Ancora corruzione, ancora tangenti. Nell’inchiesta “Sistema”, portata avanti dalla procura di Firenze, spunta anche il nome del ministro Maurizio Lupi. Che però non ha alcuna intenzione di dimettersi: "No, le dimissioni no. Anche se, per la prima volta, vedendo tirato in ballo ingiustamente mio figlio, mi sono chiesto se il gioco valga la candela. Se fare politica significhi far pagare questo sacrifico alle persone che ami. Sa la battuta che faccio sempre a Luca? Purtroppo hai fatto Ingegneria civile e ti sei ritrovato un padre ministro delle Infrastrutture".

"Provo soprattutto l’amarezza di un padre nel vedere il proprio figlio sbattuto in prima pagina come un mostro senza alcuna colpa. Quando per tutta la vita ho educato i miei figli a non chiedere favori, né io ho mai cercato scorciatoie per loro".

Lupi parla del presunto coinvolgimento del figlio 25enne, Luca, nell’inchiesta sulle tangenti negli appalti pubblici che ruotano attorno alla figura di Ercole Incalza, del quale dice: "C’è la presunzione di innocenza, ma è chiaro che se dovessero risultare fondate le accuse sarebbe una sconfitta per tutti. Incalza, che è stato al ministero per anni e ha lavorato con tutti i ministri, tranne Di Pietro, è stato il padre della Legge Obiettivo. È uno dei tecnici più stimati nel suo settore, anche in Europa ce lo invidiavano".

Malgrado i 14 procedimenti giudiziari alle spalle era stato "sempre riconfermato proprio per le capacità tecniche riconosciute da tutti. In questi venti mesi non ho mai incontrato un presidente di Regione che non mi abbia dato un giudizio positivo su di lui. L’obiettivo era realizzare le Grandi Opere e recuperare il drammatico gap infrastrutturale dell’Italia ed Ettore Incalza poteva garantire la professionalità necessaria".

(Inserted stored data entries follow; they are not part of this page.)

use std::collections::BTreeMap;
use std::fmt;
use std::sync::Arc;
use std::sync::LazyLock;

use regex::Regex;
use tagcss_shaker::prepare_for_sandbox;
use tagcss_shaker::PrepareOptions;

use crate::config::EvaluatorRegistry;
use crate::error::ConfigError;

/// Code ready to run in the sandbox.
#[derive(Clone, Debug, Default, PartialEq, Eq)]
pub struct EvaluatorOutput {
  pub code: String,
  /// Import source to the names the code reads from it. Sources missing here
  /// are evaluated whole.
  pub imports: BTreeMap<String, Vec<String>>,
}

/// Turns a source file into sandbox code exposing at least the `only` names.
pub trait Evaluator: Send + Sync {
  fn evaluate(&self, filename: &str, source: &str, only: &[String])
    -> anyhow::Result<EvaluatorOutput>;
}

impl<F> Evaluator for F
where
  F: Fn(&str, &str, &[String]) -> anyhow::Result<EvaluatorOutput> + Send + Sync,
{
  fn evaluate(
    &self,
    filename: &str,
    source: &str,
    only: &[String],
  ) -> anyhow::Result<EvaluatorOutput> {
    self(filename, source, only)
  }
}

/// Shakes the module down to `only`, strips types and lowers it to CommonJS.
#[derive(Clone, Debug, Default)]
pub struct ShakerEvaluator {
  pub keep_side_effects: bool,
}

impl Evaluator for ShakerEvaluator {
  fn evaluate(
    &self,
    filename: &str,
    source: &str,
    only: &[String],
  ) -> anyhow::Result<EvaluatorOutput> {
    let prepared = prepare_for_sandbox(
      filename,
      source,
      Some(only),
      &PrepareOptions {
        keep_side_effects: self.keep_side_effects,
      },
    )?;

    Ok(EvaluatorOutput {
      code: prepared.code,
      imports: prepared.imports,
    })
  }
}

#[derive(Clone)]
pub enum RuleTest {
  Always,
  Pattern(Regex),
  Predicate(Arc<dyn Fn(&str) -> bool + Send + Sync>),
}

impl RuleTest {
  pub fn matches(&self, filename: &str) -> bool {
    match self {
      RuleTest::Always => true,
      RuleTest::Pattern(regex) => regex.is_match(filename),
      RuleTest::Predicate(predicate) => predicate(filename),
    }
  }
}

impl fmt::Debug for RuleTest {
  fn fmt(&self, f: &mut fmt::Formatter<'_>) -> fmt::Result {
    match self {
      RuleTest::Always => write!(f, "Always"),
      RuleTest::Pattern(regex) => write!(f, "Pattern(/{}/)", regex.as_str()),
      RuleTest::Predicate(_) => write!(f, "Predicate"),
    }
  }
}

/// What a rule asks for, before evaluator names are looked up.
#[derive(Clone)]
pub enum ActionSpec {
  /// Run the file as it is.
  Ignore,
  Inline(Arc<dyn Evaluator>),
  /// An evaluator registered under this name.
  Named(String),
}

#[derive(Clone)]
pub struct RuleSpec {
  pub test: RuleTest,
  pub action: ActionSpec,
}

#[derive(Clone)]
pub enum Action {
  Ignore,
  Evaluate(Arc<dyn Evaluator>),
}

impl fmt::Debug for Action {
  fn fmt(&self, f: &mut fmt::Formatter<'_>) -> fmt::Result {
    match self {
      Action::Ignore => write!(f, "Ignore"),
      Action::Evaluate(_) => write!(f, "Evaluate"),
    }
  }
}

#[derive(Clone, Debug)]
pub struct Rule {
  pub test: RuleTest,
  pub action: Action,
}

/// Looks up every named evaluator once, so selecting an action later never fails.
pub fn resolve_rules(
  specs: Vec<RuleSpec>,
  registry: &EvaluatorRegistry,
) -> Result<Vec<Rule>, ConfigError> {
  specs
    .into_iter()
    .map(|spec| {
      let action = match spec.action {
        ActionSpec::Ignore => Action::Ignore,
        ActionSpec::Inline(evaluator) => Action::Evaluate(evaluator),
        ActionSpec::Named(name) => Action::Evaluate(
          registry
            .get(&name)
            .ok_or(ConfigError::UnknownEvaluator(name))?,
        ),
      };
      Ok(Rule {
        test: spec.test,
        action,
      })
    })
    .collect()
}

/// Shake every file, but run anything under `node_modules` as it is.
pub fn default_rules() -> Vec<Rule> {
  vec![
    Rule {
      test: RuleTest::Always,
      action: Action::Evaluate(Arc::new(ShakerEvaluator::default())),
    },
    Rule {
      test: RuleTest::Pattern(NODE_MODULES.clone()),
      action: Action::Ignore,
    },
  ]
}

static NODE_MODULES: LazyLock<Regex> =
  LazyLock::new(|| Regex::new(r"[\\/]node_modules[\\/]").unwrap());

/// The action of the last rule matching `filename`. Files no rule matches run
/// as they are.
pub fn select_action(rules: &[Rule], filename: &str) -> Action {
  rules
    .iter()
    .rev()
    .find(|rule| rule.test.matches(filename))
    .map(|rule| rule.action.clone())
    .unwrap_or(Action::Ignore)
}

#[cfg(test)]
mod tests {
  use super::*;

  fn echo(_filename: &str, source: &str, _only: &[String]) -> anyhow::Result<EvaluatorOutput> {
    Ok(EvaluatorOutput {
      code: format!("/* echo */{source}"),
      imports: BTreeMap::new(),
    })
  }

  #[test]
  fn test_last_matching_rule_wins() {
    let rules = default_rules();

    assert!(matches!(
      select_action(&rules, "/app/src/theme.js"),
      Action::Evaluate(_)
    ));
    assert!(matches!(
      select_action(&rules, "/app/node_modules/lib/index.js"),
      Action::Ignore
    ));
  }

  #[test]
  fn test_unmatched_files_are_ignored() {
    let rules = vec![Rule {
      test: RuleTest::Pattern(Regex::new(r"\.ts$").unwrap()),
      action: Action::Evaluate(Arc::new(echo)),
    }];

    assert!(matches!(select_action(&rules, "/a.js"), Action::Ignore));
    assert!(matches!(select_action(&rules, "/a.ts"), Action::Evaluate(_)));
  }

  #[test]
  fn test_resolves_named_and_inline_actions() {
    let mut registry = EvaluatorRegistry::default();
    registry.register("echo", Arc::new(echo));

    let rules = resolve_rules(
      vec![
        RuleSpec {
          test: RuleTest::Always,
          action: ActionSpec::Named("echo".into()),
        },
        RuleSpec {
          test: RuleTest::Predicate(Arc::new(|filename: &str| filename.ends_with(".json"))),
          action: ActionSpec::Ignore,
        },
        RuleSpec {
          test: RuleTest::Pattern(Regex::new("inline").unwrap()),
          action: ActionSpec::Inline(Arc::new(ShakerEvaluator::default())),
        },
      ],
      &registry,
    )
    .unwrap();

    let Action::Evaluate(evaluator) = select_action(&rules, "/a.js") else {
      panic!("expected an evaluator");
    };
    assert_eq!(
      evaluator.evaluate("/a.js", "1", &[]).unwrap().code,
      "/* echo */1"
    );
    assert!(matches!(select_action(&rules, "/data.json"), Action::Ignore));
  }

  #[test]
  fn test_unknown_evaluator_fails_at_resolution() {
    let error = resolve_rules(
      vec![RuleSpec {
        test: RuleTest::Always,
        action: ActionSpec::Named("missing".into()),
      }],
      &EvaluatorRegistry::default(),
    )
    .err()
    .unwrap();

    assert!(matches!(error, ConfigError::UnknownEvaluator(name) if name == "missing"));
  }

  #[test]
  fn test_shaker_evaluator_reports_imports() {
    let output = ShakerEvaluator::default()
      .evaluate(
        "/src/a.js",
        "import { b } from './b';\nexport const a = b;\nexport const c = 1;\n",
        &["a".to_string()],
      )
      .unwrap();

    assert!(!output.code.contains("exports.c"), "{}", output.code);
    assert_eq!(
      output.imports,
      BTreeMap::from([("./b".to_string(), vec!["b".to_string()])])
    );
  }
}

Il ministro spiega perché arrivò a minacciare la crisi di governo, come emerge da una intercettazione con Ercole Incalza indagato per un giro di tangenti sugli appalti nelle grandi opere: "Era una battaglia politica, non difendevo la persona, che dal 31 dicembre 2014 non avrebbe più ricoperto quell’incarico, ma l’integrità del ministero. Si stava discutendo di legge di Stabilità e del futuro della nuova Struttura tecnica di missione e il dibattito era tra chi voleva tenerla dentro al mio ministero, oppure, come diceva Incalza: c’è chi vuole chiuderla o trasferirla alla presidenza del Consiglio".

"Al telefono con Incalza ho ripetuto quello che avevo detto nelle discussioni politiche, parolacce comprese: dicevo che era un errore togliere al ministero quella struttura, amputandolo di un braccio operativo. Qualora non ci fosse più stata fiducia nel ministro si faceva prima a cambiare ministro non depotenziando il ministero".

Sulle sue parole sempre intercettate in merito alla definizione di Incalza come grande sponsor della nomina del viceministro Riccardo Nencini, il ministro precisa: "Questo è il limite delle intercettazioni, che non rendono il tono scherzoso delle conversazioni. Io allora conoscevo poco Nencini e Del Basso De Caro, due persone peraltro bravissime. Sapendo che erano socialisti come Incalza, lo prendevo in giro".